**EXERCISE INPUTS:**
-------------------------

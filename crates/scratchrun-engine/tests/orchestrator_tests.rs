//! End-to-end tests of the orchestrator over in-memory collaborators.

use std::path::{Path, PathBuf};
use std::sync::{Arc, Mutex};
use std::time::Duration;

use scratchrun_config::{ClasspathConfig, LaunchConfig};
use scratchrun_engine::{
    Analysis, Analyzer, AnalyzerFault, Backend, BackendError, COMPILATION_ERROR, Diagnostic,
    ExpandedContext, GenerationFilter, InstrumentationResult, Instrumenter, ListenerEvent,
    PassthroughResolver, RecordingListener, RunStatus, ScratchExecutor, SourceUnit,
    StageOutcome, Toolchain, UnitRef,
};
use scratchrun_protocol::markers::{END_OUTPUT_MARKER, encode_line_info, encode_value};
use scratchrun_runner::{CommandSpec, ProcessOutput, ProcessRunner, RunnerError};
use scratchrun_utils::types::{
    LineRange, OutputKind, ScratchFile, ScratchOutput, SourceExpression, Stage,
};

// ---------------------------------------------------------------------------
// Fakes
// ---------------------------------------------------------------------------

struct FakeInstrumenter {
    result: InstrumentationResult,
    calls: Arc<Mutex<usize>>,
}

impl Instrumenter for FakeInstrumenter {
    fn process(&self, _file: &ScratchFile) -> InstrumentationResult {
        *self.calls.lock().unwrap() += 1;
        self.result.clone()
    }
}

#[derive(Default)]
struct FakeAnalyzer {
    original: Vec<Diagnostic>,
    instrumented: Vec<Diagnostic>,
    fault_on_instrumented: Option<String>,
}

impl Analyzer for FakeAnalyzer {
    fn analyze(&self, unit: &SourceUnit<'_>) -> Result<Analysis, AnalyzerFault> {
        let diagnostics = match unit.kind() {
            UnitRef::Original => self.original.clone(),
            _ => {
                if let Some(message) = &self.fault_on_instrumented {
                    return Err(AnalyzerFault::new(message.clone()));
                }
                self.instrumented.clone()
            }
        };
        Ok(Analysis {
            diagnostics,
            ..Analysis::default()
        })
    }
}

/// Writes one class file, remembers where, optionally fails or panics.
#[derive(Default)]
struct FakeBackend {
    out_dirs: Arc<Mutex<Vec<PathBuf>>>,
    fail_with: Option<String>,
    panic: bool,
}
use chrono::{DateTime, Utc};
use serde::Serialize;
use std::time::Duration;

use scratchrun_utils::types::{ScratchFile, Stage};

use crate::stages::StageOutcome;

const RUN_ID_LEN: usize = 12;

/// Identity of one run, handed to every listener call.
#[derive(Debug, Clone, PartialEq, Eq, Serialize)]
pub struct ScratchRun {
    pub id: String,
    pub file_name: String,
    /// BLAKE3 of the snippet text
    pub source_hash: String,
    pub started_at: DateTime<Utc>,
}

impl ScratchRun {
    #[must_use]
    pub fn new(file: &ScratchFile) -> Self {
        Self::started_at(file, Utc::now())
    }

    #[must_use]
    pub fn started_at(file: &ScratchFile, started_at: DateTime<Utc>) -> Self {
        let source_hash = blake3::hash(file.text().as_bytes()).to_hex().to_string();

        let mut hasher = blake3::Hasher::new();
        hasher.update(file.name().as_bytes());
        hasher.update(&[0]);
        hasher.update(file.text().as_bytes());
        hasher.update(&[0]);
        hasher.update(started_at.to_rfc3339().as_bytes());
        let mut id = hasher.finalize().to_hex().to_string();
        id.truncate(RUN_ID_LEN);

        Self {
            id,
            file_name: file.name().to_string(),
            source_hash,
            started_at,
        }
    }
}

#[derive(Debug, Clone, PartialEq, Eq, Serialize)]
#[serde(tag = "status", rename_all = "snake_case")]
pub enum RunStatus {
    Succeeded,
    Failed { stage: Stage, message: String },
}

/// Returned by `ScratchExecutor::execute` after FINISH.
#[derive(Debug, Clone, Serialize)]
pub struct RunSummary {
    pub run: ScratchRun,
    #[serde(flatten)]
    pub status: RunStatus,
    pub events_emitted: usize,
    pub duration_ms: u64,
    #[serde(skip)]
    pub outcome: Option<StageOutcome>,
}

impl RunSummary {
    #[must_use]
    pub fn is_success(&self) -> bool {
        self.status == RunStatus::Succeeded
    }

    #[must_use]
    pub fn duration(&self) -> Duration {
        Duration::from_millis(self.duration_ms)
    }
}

-------------------------

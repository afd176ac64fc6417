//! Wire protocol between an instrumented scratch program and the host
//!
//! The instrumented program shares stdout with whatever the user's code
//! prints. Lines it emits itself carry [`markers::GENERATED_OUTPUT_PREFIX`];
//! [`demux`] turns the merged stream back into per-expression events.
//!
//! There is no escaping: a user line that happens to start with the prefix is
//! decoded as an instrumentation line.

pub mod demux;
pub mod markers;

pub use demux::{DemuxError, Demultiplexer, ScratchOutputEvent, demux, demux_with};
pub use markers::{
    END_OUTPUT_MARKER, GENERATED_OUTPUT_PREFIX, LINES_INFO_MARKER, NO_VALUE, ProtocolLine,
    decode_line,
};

-------------------------

**TASK ITEM:** From the data, pick out every line that includes "InstrumentationResult".

**PROBLEM SOLUTION:**
    ExpandedContext, GenerationFilter, InstrumentationResult, Instrumenter, ListenerEvent,
    result: InstrumentationResult,
    fn process(&self, _file: &ScratchFile) -> InstrumentationResult {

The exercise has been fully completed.